— PROBLEM —
From the records below, extract only the lines running from the line with "JSON only at" to the line with "placement, and a", both lines included, reproducing them exactly.

Dataset entries:
* * * *
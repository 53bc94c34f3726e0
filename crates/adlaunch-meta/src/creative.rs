//! Creative spec builder
//!
//! Partitions a draft's uploaded assets into feed and story groups, picks a
//! creative shape from the combination, and serializes to Graph JSON only at
//! the boundary. The shape selection matters: a lone 4:5 video pushed through
//! an asset feed without a feed rule defaults to story-only placement, and a
//! lone story video inside an asset feed trips a platform compatibility
//! issue, so it goes out as a direct object-story spec instead.

use serde_json::{json, Value};
use thiserror::Error;

use adlaunch_core::models::{AdDraft, SiteLink};
use adlaunch_core::{AspectRatio, Placement};

use crate::upload::ProcessedAsset;

const DEFAULT_CALL_TO_ACTION: &str = "LEARN_MORE";
const SITE_EXTENSIONS_FEATURE: &str = "site_extensions";

#[derive(Debug, Error)]
pub enum CreativeError {
    #[error("draft has no successfully uploaded assets")]
    NoUsableAssets,
}

/// A platform-side media reference produced by the uploader.
#[derive(Debug, Clone)]
pub enum UploadedMedia {
    Image {
        hash: String,
    },
    Video {
        video_id: String,
        thumbnail_hash: Option<String>,
    },
}

/// One uploaded asset with its resolved aspect ratio.
#[derive(Debug, Clone)]
pub struct UploadedAsset {
    pub name: String,
    pub media: UploadedMedia,
    pub ratio: Option<AspectRatio>,
}

impl UploadedAsset {
    pub fn is_video(&self) -> bool {
        matches!(self.media, UploadedMedia::Video { .. })
    }

    /// Undetermined ratios go to feed.
    fn placement(&self) -> Placement {
        self.ratio.map(|r| r.placement()).unwrap_or(Placement::Feed)
    }
}

/// Uploaded assets split by placement group.
#[derive(Debug, Clone, Default)]
pub struct ClassifiedAssets {
    pub feed: Vec<UploadedAsset>,
    pub story: Vec<UploadedAsset>,
}

impl ClassifiedAssets {
    pub fn total(&self) -> usize {
        self.feed.len() + self.story.len()
    }
}

/// Keep only successfully uploaded assets and split them by placement.
pub fn classify_assets(processed: &[ProcessedAsset]) -> ClassifiedAssets {
    let mut classified = ClassifiedAssets::default();
    for item in processed.iter().filter(|p| p.succeeded()) {
        let media = if let Some(video_id) = &item.meta_video_id {
            UploadedMedia::Video {
                video_id: video_id.clone(),
                thumbnail_hash: item.thumbnail_hash.clone(),
            }
        } else if let Some(hash) = &item.meta_hash {
            UploadedMedia::Image { hash: hash.clone() }
        } else {
            continue;
        };
        let asset = UploadedAsset {
            name: item.asset.name.clone(),
            media,
            ratio: item.asset.resolved_ratio(),
        };
        match asset.placement() {
            Placement::Feed => classified.feed.push(asset),
            Placement::Story => classified.story.push(asset),
        }
    }
    classified
}

/// Shape of the creative payload.
#[derive(Debug, Clone)]
pub enum CreativeSpec {
    /// Direct object-story link/image spec
    SingleImage { image: UploadedAsset },
    /// Direct object-story video spec
    SingleVideo { video: UploadedAsset },
    /// Asset feed with per-placement customization rules
    AssetFeed {
        feed: Vec<UploadedAsset>,
        story: Vec<UploadedAsset>,
    },
}

/// Actor identities the creative posts through.
#[derive(Debug, Clone)]
pub struct ActorIdentity {
    pub page_id: String,
    pub instagram_actor_id: Option<String>,
}

impl ActorIdentity {
    /// Instagram actor only counts when non-empty after trimming.
    fn instagram(&self) -> Option<&str> {
        self.instagram_actor_id
            .as_deref()
            .map(str::trim)
            .filter(|id| !id.is_empty())
    }
}

/// A fully assembled creative, ready for boundary serialization.
#[derive(Debug, Clone)]
pub struct Creative {
    pub name: String,
    pub message: Option<String>,
    pub headline: Option<String>,
    pub description: Option<String>,
    pub link: String,
    pub call_to_action: String,
    pub actor: ActorIdentity,
    pub site_links: Vec<SiteLink>,
    /// Advantage+ creative feature names to opt into
    pub enhancements: Vec<String>,
    pub spec: CreativeSpec,
}

/// Normalize a CTA string to the platform enum form.
pub fn normalize_call_to_action(raw: Option<&str>) -> String {
    match raw.map(str::trim).filter(|s| !s.is_empty()) {
        Some(cta) => cta.to_uppercase().replace(' ', "_"),
        None => DEFAULT_CALL_TO_ACTION.to_string(),
    }
}

/// Pure shape selection from the classified assets.
fn select_spec(assets: &ClassifiedAssets) -> Result<CreativeSpec, CreativeError> {
    let feed_count = assets.feed.len();
    let story_count = assets.story.len();

    if assets.total() == 0 {
        return Err(CreativeError::NoUsableAssets);
    }

    if assets.total() == 1 {
        let only = assets
            .feed
            .first()
            .or_else(|| assets.story.first())
            .ok_or(CreativeError::NoUsableAssets)?;
        if !only.is_video() {
            return Ok(CreativeSpec::SingleImage {
                image: only.clone(),
            });
        }
        if story_count == 1 {
            // Single story video: the asset-feed form is dropped entirely
            return Ok(CreativeSpec::SingleVideo {
                video: only.clone(),
            });
        }
        // Single feed video still needs an explicit feed rule, otherwise
        // narrow ratios default to story-only placement
        return Ok(CreativeSpec::AssetFeed {
            feed: assets.feed.clone(),
            story: Vec::new(),
        });
    }

    tracing::debug!(feed_count, story_count, "Selecting asset-feed creative");
    Ok(CreativeSpec::AssetFeed {
        feed: assets.feed.clone(),
        story: assets.story.clone(),
    })
}

/// Assemble the creative for a draft from its classified uploads.
pub fn build_creative(
    draft: &AdDraft,
    assets: &ClassifiedAssets,
    actor: &ActorIdentity,
) -> Result<Creative, CreativeError> {
    let spec = select_spec(assets)?;

    let site_links: Vec<SiteLink> = draft
        .site_links
        .iter()
        .filter(|link| link.is_complete())
        .cloned()
        .collect();

    let mut enhancements: Vec<String> = draft
        .advantage_plus
        .iter()
        .filter(|(_, enabled)| **enabled)
        .map(|(feature, _)| feature.clone())
        .collect();
    enhancements.sort();
    if !site_links.is_empty() && !enhancements.iter().any(|f| f == SITE_EXTENSIONS_FEATURE) {
        enhancements.push(SITE_EXTENSIONS_FEATURE.to_string());
    }

    Ok(Creative {
        name: format!("{} - Creative", draft.ad_name),
        message: draft.primary_text.clone(),
        headline: draft.headline.clone(),
        description: draft.description.clone(),
        link: draft.destination_url.clone().unwrap_or_default(),
        call_to_action: normalize_call_to_action(draft.call_to_action.as_deref()),
        actor: actor.clone(),
        site_links,
        enhancements,
        spec,
    })
}

impl Creative {
    /// Serialize to the Graph `creative` parameter shape.
    pub fn to_graph_json(&self) -> Value {
        let mut creative = json!({
            "name": self.name,
            "object_story_spec": self.object_story_spec(),
        });

        if let CreativeSpec::AssetFeed { feed, story } = &self.spec {
            creative["asset_feed_spec"] = self.asset_feed_spec(feed, story);
        }

        if !self.site_links.is_empty() {
            creative["site_links_spec"] = Value::Array(
                self.site_links
                    .iter()
                    .map(|link| {
                        json!({
                            "site_link_title": link.site_link_title,
                            "site_link_url": link.site_link_url,
                        })
                    })
                    .collect(),
            );
        }

        if !self.enhancements.is_empty() {
            let features: serde_json::Map<String, Value> = self
                .enhancements
                .iter()
                .map(|feature| {
                    (
                        feature.clone(),
                        json!({ "enhancement_type": "OPT_IN" }),
                    )
                })
                .collect();
            creative["degrees_of_freedom_spec"] =
                json!({ "creative_features_spec": Value::Object(features) });
        }

        creative
    }

    fn call_to_action_json(&self) -> Value {
        json!({
            "type": self.call_to_action,
            "value": { "link": self.link },
        })
    }

    fn object_story_spec(&self) -> Value {
        let mut spec = json!({ "page_id": self.actor.page_id });
        if let Some(instagram_id) = self.actor.instagram() {
            spec["instagram_user_id"] = json!(instagram_id);
        }

        match &self.spec {
            CreativeSpec::SingleImage { image } => {
                let hash = match &image.media {
                    UploadedMedia::Image { hash } => hash.as_str(),
                    // Images never carry video media
                    UploadedMedia::Video { .. } => "",
                };
                let mut link_data = json!({
                    "link": self.link,
                    "image_hash": hash,
                    "call_to_action": self.call_to_action_json(),
                });
                if let Some(message) = &self.message {
                    link_data["message"] = json!(message);
                }
                if let Some(headline) = &self.headline {
                    link_data["name"] = json!(headline);
                }
                if let Some(description) = &self.description {
                    link_data["description"] = json!(description);
                }
                spec["link_data"] = link_data;
            }
            CreativeSpec::SingleVideo { video } => {
                let (video_id, thumbnail_hash) = match &video.media {
                    UploadedMedia::Video {
                        video_id,
                        thumbnail_hash,
                    } => (video_id.as_str(), thumbnail_hash.as_deref()),
                    UploadedMedia::Image { .. } => ("", None),
                };
                let mut video_data = json!({
                    "video_id": video_id,
                    "call_to_action": self.call_to_action_json(),
                });
                if let Some(hash) = thumbnail_hash {
                    video_data["image_hash"] = json!(hash);
                }
                if let Some(message) = &self.message {
                    video_data["message"] = json!(message);
                }
                if let Some(headline) = &self.headline {
                    video_data["title"] = json!(headline);
                }
                if let Some(description) = &self.description {
                    video_data["link_description"] = json!(description);
                }
                spec["video_data"] = video_data;
            }
            // Media lives in asset_feed_spec; the story spec only names actors
            CreativeSpec::AssetFeed { .. } => {}
        }

        spec
    }

    fn asset_feed_spec(&self, feed: &[UploadedAsset], story: &[UploadedAsset]) -> Value {
        let mut images = Vec::new();
        let mut videos = Vec::new();
        let mut rules = Vec::new();
        let mut priority = 1u32;

        let mut push_asset = |asset: &UploadedAsset, placement: Placement| {
            let label = format!("{}_{}", asset.name, priority);
            match &asset.media {
                UploadedMedia::Image { hash } => {
                    images.push(json!({
                        "hash": hash,
                        "adlabels": [{ "name": label }],
                    }));
                }
                UploadedMedia::Video {
                    video_id,
                    thumbnail_hash,
                } => {
                    let mut video = json!({
                        "video_id": video_id,
                        "adlabels": [{ "name": label }],
                    });
                    if let Some(hash) = thumbnail_hash {
                        video["thumbnail_hash"] = json!(hash);
                    }
                    videos.push(video);
                }
            }

            let customization_spec = match placement {
                Placement::Feed => json!({
                    "publisher_platforms": ["facebook", "instagram"],
                    "facebook_positions": ["feed"],
                    "instagram_positions": ["stream", "explore"],
                }),
                Placement::Story => json!({
                    "publisher_platforms": ["facebook", "instagram"],
                    "facebook_positions": ["story"],
                    "instagram_positions": ["story"],
                }),
            };
            let label_key = if asset.is_video() {
                "video_label"
            } else {
                "image_label"
            };
            rules.push(json!({
                "customization_spec": customization_spec,
                label_key: { "name": label },
                "priority": priority,
            }));
            priority += 1;
        };

        for asset in feed {
            push_asset(asset, Placement::Feed);
        }
        for asset in story {
            push_asset(asset, Placement::Story);
        }

        let mut spec = json!({
            "images": images,
            "videos": videos,
            "link_urls": [{ "website_url": self.link }],
            "call_to_action_types": [self.call_to_action],
            "asset_customization_rules": rules,
        });
        if let Some(message) = &self.message {
            spec["bodies"] = json!([{ "text": message }]);
        }
        if let Some(headline) = &self.headline {
            spec["titles"] = json!([{ "text": headline }]);
        }
        if let Some(description) = &self.description {
            spec["descriptions"] = json!([{ "text": description }]);
        }
        spec
    }
}
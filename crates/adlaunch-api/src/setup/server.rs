//! Server startup and graceful shutdown

use anyhow::Result;
use axum::Router;

use adlaunch_core::Config;

/// Start the server with graceful shutdown
pub async fn start_server(config: &Config, app: Router) -> Result<()> {
    let addr = format!("0.0.0.0:{}", config.server_port());
    tracing::info!(addr = %addr, "Starting server");

    let listener = tokio::net::TcpListener::bind(&addr).await?;

    tracing::info!(
        graph_api_version = %config.graph_api_version(),
        video_poll_interval_secs = config.video_poll_interval().as_secs(),
        video_readiness_budget_secs = config.video_readiness_budget().as_secs(),
        video_upload_max_attempts = config.video_upload_max_attempts(),
        "Server ready and accepting connections"
    );

    axum::serve(listener, app)
        .with_graceful_shutdown(shutdown_signal())
        .await?;

    Ok(())
}

/// Signal handler for graceful shutdown
///
/// Listens for Ctrl+C (SIGINT) and SIGTERM signals to initiate graceful shutdown.
///
/// # Panics
/// - Panics if Ctrl+C signal handler cannot be installed (unrecoverable system error)
/// - On Unix systems, panics if SIGTERM signal handler cannot be installed (unrecoverable system error)
async fn shutdown_signal() {
    let ctrl_c = async {
        tokio::signal::ctrl_c()
            .await
            .expect("Failed to install Ctrl+C handler");
    };

    #[cfg(unix)]
    let terminate = async {
        tokio::signal::unix::signal(tokio::signal::unix::SignalKind::terminate())
            .expect("Failed to install signal handler")
            .recv()
            .await;
    };

    #[cfg(not(unix))]
    let terminate = std::future::pending::<()>();

    tokio::select! {
        _ = ctrl_c => {
            tracing::info!("Received Ctrl+C signal");
        },
        _ = terminate => {
            tracing::info!("Received terminate signal");
        },
    }

    tracing::info!("Shutting down gracefully...");
}
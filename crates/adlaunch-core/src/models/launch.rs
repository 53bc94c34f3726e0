use super::{AssetKind, DraftStatus};
use serde::{Deserialize, Serialize};
use utoipa::ToSchema;

/// Per-asset outcome returned to the caller. Upload-result fields are
/// transient: only the draft's aggregate status goes back into the store.
#[derive(Debug, Clone, Serialize, Deserialize, ToSchema)]
#[serde(rename_all = "camelCase")]
pub struct AssetResult {
    pub name: String,
    #[serde(rename = "type")]
    pub kind: AssetKind,
    #[serde(skip_serializing_if = "Option::is_none")]
    pub meta_hash: Option<String>,
    #[serde(skip_serializing_if = "Option::is_none")]
    pub meta_video_id: Option<String>,
    #[serde(skip_serializing_if = "Option::is_none")]
    pub meta_upload_error: Option<String>,
    #[serde(skip_serializing_if = "Option::is_none")]
    pub thumbnail_hash: Option<String>,
}

/// Terminal outcome of one draft in a launch batch.
#[derive(Debug, Clone, Serialize, Deserialize, ToSchema)]
#[serde(rename_all = "camelCase")]
pub struct DraftResult {
    pub ad_name: String,
    pub status: DraftStatus,
    pub assets: Vec<AssetResult>,
    pub campaign_id: String,
    pub ad_set_id: String,
    #[serde(skip_serializing_if = "Option::is_none")]
    pub ad_id: Option<String>,
    #[serde(skip_serializing_if = "Option::is_none")]
    pub ad_error: Option<String>,
}

/// Batch totals for the response envelope and the notification sink.
#[derive(Debug, Clone, Copy, Serialize, Deserialize, ToSchema)]
pub struct LaunchTotals {
    pub total: usize,
    pub successful: usize,
    pub uploaded: usize,
    pub failed: usize,
}

impl LaunchTotals {
    pub fn from_results(results: &[DraftResult]) -> Self {
        let successful = results
            .iter()
            .filter(|r| r.status == DraftStatus::Published)
            .count();
        let uploaded = results
            .iter()
            .filter(|r| r.status == DraftStatus::Uploaded)
            .count();
        let failed = results
            .iter()
            .filter(|r| r.status == DraftStatus::Error)
            .count();
        Self {
            total: results.len(),
            successful,
            uploaded,
            failed,
        }
    }
}

/// Batch summary handed to the notification sink after status persistence.
#[derive(Debug, Clone, Serialize, Deserialize)]
pub struct LaunchSummary {
    pub brand_id: String,
    pub batch_label: String,
    pub ad_account_id: String,
    pub campaign_ids: Vec<String>,
    pub ad_set_ids: Vec<String>,
    pub results: Vec<DraftResult>,
    pub totals: LaunchTotals,
}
* * * *
— THE COMPLETED TASK —
//! creative shape from the combination, and serializes to Graph JSON only at
//! the boundary. The shape selection matters: a lone 4:5 video pushed through
//! an asset feed without a feed rule defaults to story-only placement, and a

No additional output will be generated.